Dataset excerpts
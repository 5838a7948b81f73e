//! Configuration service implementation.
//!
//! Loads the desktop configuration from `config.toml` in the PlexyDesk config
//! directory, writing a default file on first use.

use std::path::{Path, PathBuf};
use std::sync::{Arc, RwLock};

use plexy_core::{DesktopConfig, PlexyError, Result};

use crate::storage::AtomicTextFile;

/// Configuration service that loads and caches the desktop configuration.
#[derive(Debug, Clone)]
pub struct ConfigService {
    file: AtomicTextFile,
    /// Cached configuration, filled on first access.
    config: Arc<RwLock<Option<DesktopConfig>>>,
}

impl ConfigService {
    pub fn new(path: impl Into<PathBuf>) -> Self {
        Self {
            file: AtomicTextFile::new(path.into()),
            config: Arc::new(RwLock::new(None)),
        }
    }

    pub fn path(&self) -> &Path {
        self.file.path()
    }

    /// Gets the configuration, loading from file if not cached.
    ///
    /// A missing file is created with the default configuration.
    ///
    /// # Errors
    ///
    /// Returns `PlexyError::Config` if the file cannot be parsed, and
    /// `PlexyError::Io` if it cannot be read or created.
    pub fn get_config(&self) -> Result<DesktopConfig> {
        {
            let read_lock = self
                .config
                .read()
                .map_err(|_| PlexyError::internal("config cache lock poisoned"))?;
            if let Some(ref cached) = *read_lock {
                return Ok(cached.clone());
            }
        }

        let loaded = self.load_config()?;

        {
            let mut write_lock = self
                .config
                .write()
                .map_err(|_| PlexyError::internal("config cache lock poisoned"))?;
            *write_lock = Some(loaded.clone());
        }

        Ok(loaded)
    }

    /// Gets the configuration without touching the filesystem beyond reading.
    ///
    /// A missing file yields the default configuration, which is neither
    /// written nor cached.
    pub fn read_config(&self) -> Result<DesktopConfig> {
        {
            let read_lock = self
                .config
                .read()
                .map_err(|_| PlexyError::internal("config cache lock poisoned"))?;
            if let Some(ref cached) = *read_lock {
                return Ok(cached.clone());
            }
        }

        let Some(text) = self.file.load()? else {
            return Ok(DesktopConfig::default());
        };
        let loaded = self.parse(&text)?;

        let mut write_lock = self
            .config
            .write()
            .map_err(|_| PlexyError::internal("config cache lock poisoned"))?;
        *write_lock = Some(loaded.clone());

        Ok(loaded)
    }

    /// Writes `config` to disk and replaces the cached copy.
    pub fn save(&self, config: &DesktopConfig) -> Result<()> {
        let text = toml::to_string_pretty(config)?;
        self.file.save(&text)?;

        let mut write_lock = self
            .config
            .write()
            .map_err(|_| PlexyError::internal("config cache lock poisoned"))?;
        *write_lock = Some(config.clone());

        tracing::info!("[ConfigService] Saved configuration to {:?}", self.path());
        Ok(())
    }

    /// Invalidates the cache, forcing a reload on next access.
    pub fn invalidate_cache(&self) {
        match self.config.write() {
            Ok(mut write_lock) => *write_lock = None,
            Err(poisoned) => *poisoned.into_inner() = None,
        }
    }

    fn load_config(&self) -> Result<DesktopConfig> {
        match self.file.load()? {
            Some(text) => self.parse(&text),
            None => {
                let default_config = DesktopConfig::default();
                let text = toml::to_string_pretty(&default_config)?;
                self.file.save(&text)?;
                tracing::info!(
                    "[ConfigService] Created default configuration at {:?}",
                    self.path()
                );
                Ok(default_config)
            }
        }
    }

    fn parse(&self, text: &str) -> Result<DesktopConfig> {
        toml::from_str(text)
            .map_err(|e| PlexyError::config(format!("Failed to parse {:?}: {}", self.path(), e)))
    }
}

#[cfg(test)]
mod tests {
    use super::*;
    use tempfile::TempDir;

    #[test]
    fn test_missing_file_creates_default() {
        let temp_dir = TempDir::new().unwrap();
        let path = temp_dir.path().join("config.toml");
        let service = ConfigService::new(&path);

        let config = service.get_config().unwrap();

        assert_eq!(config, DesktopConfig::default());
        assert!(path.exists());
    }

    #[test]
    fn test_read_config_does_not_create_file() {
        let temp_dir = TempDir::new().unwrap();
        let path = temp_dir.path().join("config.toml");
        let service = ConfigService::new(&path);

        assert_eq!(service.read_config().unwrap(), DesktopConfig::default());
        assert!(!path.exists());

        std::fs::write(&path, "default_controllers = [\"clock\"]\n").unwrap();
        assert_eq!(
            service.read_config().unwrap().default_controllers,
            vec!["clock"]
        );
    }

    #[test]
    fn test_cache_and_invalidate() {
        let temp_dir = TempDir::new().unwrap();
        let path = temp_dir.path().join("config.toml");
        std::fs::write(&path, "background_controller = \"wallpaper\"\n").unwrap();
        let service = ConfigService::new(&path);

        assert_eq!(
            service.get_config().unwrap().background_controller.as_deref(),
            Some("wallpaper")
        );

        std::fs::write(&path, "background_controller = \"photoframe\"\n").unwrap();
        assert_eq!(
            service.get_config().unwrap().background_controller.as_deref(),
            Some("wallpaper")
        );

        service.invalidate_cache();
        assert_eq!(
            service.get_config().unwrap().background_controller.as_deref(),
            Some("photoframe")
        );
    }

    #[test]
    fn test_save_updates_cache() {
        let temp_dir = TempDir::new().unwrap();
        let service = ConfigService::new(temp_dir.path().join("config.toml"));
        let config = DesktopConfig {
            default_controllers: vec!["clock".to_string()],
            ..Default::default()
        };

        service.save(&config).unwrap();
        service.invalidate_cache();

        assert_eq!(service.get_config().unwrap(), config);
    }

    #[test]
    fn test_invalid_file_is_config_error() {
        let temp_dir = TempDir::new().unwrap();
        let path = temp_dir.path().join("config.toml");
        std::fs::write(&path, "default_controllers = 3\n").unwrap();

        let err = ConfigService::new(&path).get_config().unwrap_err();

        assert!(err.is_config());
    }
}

==

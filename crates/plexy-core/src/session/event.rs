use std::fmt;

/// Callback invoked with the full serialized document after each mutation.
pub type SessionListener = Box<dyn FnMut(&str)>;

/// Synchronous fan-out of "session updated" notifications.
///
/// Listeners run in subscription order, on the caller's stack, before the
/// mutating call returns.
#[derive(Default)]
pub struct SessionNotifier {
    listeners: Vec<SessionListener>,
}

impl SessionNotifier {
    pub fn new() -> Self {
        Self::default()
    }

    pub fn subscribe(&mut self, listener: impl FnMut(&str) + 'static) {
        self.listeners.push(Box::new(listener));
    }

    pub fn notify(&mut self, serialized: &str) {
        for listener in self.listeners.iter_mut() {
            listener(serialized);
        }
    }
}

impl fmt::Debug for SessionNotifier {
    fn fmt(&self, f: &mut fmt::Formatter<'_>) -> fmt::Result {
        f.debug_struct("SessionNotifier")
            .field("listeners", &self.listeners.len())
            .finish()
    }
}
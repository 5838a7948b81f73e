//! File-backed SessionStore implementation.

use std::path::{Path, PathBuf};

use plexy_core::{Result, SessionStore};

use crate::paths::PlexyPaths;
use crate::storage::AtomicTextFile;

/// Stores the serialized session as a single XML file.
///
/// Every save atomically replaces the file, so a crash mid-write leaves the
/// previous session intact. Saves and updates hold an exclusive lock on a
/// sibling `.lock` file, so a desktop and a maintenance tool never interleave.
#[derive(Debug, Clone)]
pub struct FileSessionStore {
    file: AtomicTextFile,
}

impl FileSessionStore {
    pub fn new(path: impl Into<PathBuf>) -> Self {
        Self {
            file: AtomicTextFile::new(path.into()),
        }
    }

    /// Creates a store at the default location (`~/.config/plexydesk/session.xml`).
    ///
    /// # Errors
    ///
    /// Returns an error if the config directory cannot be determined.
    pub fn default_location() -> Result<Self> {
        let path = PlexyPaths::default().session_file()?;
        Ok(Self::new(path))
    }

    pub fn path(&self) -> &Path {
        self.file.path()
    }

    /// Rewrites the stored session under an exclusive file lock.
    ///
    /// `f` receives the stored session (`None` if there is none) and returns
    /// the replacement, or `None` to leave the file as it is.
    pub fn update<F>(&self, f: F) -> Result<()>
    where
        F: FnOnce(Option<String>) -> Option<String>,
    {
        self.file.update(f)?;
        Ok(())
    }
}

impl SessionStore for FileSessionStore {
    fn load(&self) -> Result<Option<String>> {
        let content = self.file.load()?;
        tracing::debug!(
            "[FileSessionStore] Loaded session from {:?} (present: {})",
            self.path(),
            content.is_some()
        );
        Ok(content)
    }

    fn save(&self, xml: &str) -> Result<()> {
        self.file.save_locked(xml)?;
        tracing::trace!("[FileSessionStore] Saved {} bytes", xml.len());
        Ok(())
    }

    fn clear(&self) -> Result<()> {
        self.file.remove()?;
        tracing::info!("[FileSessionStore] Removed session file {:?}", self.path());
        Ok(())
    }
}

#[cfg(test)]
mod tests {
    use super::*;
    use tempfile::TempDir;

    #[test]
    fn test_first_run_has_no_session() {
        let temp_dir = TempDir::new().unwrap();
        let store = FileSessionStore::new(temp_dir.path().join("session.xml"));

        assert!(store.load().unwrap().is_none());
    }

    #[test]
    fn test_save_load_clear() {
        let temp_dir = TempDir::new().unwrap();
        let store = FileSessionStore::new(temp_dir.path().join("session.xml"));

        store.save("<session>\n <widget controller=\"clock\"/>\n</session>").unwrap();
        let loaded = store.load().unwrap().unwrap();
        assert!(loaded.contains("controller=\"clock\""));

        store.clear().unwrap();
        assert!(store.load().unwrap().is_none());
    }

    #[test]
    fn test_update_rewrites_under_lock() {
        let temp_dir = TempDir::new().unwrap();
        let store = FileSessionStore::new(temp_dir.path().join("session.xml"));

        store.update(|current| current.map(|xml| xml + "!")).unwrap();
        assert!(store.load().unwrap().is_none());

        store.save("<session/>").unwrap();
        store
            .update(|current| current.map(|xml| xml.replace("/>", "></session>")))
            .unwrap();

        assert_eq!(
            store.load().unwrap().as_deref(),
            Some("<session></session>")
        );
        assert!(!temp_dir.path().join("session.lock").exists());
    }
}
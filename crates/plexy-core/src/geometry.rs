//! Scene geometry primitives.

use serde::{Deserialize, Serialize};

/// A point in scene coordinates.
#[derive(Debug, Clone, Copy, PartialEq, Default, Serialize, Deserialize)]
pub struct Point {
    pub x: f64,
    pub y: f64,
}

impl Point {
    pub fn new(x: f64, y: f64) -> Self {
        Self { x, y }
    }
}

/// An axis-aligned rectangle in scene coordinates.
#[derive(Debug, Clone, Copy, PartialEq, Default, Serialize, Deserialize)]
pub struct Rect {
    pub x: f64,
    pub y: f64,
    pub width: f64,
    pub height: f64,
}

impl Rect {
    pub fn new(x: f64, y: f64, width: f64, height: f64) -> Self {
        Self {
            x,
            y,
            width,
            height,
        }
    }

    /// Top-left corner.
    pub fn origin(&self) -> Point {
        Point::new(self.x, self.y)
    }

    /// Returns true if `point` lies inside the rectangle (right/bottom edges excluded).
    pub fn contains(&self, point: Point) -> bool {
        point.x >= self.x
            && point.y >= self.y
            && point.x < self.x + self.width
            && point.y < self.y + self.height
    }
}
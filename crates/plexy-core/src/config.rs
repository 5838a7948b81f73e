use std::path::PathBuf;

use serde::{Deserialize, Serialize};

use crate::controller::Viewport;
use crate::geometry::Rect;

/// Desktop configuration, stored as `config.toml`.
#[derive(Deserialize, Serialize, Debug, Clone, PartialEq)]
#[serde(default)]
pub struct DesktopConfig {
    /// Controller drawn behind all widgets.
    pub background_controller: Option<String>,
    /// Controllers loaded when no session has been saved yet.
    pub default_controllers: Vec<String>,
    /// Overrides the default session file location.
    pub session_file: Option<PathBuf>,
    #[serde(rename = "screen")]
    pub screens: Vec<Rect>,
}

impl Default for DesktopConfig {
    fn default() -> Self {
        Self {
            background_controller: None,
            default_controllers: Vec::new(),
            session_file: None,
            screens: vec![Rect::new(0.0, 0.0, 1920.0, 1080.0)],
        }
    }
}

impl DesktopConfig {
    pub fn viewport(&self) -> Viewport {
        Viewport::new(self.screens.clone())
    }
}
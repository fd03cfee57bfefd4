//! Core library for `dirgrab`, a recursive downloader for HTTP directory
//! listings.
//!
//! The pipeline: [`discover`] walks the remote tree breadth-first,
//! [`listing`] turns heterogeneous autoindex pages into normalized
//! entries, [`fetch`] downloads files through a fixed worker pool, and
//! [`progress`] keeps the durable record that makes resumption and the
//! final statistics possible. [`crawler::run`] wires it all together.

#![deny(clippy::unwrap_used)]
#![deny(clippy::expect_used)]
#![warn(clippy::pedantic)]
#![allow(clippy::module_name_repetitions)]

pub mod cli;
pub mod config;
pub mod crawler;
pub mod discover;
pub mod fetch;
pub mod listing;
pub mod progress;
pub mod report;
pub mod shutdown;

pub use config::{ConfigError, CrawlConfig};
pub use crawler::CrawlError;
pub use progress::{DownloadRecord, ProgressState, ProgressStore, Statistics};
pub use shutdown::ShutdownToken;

...

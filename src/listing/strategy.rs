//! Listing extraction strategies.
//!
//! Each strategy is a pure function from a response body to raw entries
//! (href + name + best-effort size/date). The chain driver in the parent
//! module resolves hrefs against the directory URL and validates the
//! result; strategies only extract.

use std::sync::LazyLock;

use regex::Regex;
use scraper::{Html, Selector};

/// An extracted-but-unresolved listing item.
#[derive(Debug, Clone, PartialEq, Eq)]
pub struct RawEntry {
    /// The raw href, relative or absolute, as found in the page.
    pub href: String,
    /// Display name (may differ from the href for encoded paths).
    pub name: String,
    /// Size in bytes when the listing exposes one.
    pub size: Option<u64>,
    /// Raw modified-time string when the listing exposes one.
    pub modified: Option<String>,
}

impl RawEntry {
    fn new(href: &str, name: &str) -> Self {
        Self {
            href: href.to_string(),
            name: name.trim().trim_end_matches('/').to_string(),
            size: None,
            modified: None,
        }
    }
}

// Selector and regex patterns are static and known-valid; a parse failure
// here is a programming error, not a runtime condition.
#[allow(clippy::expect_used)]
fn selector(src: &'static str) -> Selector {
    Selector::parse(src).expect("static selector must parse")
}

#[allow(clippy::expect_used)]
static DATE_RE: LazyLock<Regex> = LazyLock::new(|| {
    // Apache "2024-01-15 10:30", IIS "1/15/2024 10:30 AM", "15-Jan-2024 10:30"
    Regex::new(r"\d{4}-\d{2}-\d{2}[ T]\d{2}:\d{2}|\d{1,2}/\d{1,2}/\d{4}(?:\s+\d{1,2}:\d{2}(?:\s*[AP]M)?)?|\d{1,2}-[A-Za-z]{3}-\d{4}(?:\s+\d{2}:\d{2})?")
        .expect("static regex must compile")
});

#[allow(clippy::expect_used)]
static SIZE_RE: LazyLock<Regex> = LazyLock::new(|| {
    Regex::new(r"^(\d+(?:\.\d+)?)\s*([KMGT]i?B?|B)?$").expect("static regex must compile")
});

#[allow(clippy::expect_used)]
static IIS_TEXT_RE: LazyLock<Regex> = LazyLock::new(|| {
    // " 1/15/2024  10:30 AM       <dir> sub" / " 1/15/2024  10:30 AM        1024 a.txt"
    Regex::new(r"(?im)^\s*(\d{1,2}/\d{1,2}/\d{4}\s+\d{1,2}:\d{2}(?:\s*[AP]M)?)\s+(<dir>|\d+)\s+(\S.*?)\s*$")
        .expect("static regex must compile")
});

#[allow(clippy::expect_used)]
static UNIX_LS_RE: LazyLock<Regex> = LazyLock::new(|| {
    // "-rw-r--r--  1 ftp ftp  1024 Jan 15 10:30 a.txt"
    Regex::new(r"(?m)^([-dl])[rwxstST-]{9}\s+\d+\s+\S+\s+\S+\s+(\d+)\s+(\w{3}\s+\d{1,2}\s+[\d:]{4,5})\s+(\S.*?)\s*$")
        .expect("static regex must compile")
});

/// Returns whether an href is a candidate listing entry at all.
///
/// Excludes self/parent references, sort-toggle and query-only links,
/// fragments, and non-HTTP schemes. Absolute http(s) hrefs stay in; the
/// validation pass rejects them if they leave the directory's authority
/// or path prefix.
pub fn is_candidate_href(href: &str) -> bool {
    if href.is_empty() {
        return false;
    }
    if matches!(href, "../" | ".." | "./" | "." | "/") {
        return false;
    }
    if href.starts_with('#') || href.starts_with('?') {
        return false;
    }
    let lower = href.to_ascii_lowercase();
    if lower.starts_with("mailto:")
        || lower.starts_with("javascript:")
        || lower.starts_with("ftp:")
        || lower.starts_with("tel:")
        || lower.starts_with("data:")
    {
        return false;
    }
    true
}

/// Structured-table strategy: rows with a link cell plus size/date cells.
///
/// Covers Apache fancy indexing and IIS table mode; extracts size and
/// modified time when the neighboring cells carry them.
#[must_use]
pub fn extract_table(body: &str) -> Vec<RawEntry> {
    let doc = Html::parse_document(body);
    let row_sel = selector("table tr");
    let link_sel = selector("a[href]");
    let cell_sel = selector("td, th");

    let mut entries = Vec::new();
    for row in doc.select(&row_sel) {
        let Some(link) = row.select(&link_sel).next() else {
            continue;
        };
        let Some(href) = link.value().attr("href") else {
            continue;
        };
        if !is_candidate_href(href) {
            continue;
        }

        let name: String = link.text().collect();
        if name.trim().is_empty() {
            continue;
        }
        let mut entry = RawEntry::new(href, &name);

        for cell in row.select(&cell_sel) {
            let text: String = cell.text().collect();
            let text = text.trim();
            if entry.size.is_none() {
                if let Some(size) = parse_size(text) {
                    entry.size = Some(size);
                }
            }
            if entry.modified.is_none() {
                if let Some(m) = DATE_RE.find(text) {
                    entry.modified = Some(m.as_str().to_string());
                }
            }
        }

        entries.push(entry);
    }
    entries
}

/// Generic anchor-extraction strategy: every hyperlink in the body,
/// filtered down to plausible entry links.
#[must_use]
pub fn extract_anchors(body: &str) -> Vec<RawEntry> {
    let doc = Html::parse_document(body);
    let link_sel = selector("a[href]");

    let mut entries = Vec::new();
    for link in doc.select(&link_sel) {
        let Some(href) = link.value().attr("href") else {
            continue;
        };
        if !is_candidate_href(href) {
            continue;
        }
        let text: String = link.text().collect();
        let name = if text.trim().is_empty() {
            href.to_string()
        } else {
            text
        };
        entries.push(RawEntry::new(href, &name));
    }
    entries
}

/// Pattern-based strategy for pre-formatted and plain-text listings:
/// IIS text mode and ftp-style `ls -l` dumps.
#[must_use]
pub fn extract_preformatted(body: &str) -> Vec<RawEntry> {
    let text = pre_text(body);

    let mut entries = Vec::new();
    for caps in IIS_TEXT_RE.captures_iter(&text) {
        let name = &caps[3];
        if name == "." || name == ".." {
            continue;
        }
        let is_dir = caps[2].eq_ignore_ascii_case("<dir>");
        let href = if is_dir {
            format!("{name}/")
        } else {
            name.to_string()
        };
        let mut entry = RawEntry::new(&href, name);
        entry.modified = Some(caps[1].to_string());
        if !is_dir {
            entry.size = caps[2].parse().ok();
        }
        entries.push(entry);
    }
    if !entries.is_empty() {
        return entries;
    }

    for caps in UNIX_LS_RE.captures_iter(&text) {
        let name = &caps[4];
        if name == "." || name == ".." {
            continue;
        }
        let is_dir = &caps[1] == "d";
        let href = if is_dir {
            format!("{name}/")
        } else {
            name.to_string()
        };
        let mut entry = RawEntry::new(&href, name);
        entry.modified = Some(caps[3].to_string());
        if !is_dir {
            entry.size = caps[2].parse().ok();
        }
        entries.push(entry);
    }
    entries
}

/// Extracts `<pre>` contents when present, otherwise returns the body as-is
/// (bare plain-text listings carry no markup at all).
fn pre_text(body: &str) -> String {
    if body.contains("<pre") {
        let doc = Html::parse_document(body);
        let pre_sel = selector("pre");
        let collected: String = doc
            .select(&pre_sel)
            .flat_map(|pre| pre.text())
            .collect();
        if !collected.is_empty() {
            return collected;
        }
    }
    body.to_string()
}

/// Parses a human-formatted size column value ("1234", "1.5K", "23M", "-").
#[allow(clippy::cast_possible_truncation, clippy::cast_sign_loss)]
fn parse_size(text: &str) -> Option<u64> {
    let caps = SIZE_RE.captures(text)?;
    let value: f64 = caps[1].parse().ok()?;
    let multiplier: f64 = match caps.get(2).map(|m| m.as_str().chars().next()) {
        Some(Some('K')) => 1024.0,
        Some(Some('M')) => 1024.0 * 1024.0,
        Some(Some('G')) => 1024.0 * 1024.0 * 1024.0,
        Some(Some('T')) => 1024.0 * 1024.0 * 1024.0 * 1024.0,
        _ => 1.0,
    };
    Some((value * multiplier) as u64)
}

What to work on →
Examine the records and pull out every line where the string "current" occurs.

Finished task →
        store.update(|current| current.map(|xml| xml + "!")).unwrap();
            .update(|current| current.map(|xml| xml.replace("/>", "></session>")))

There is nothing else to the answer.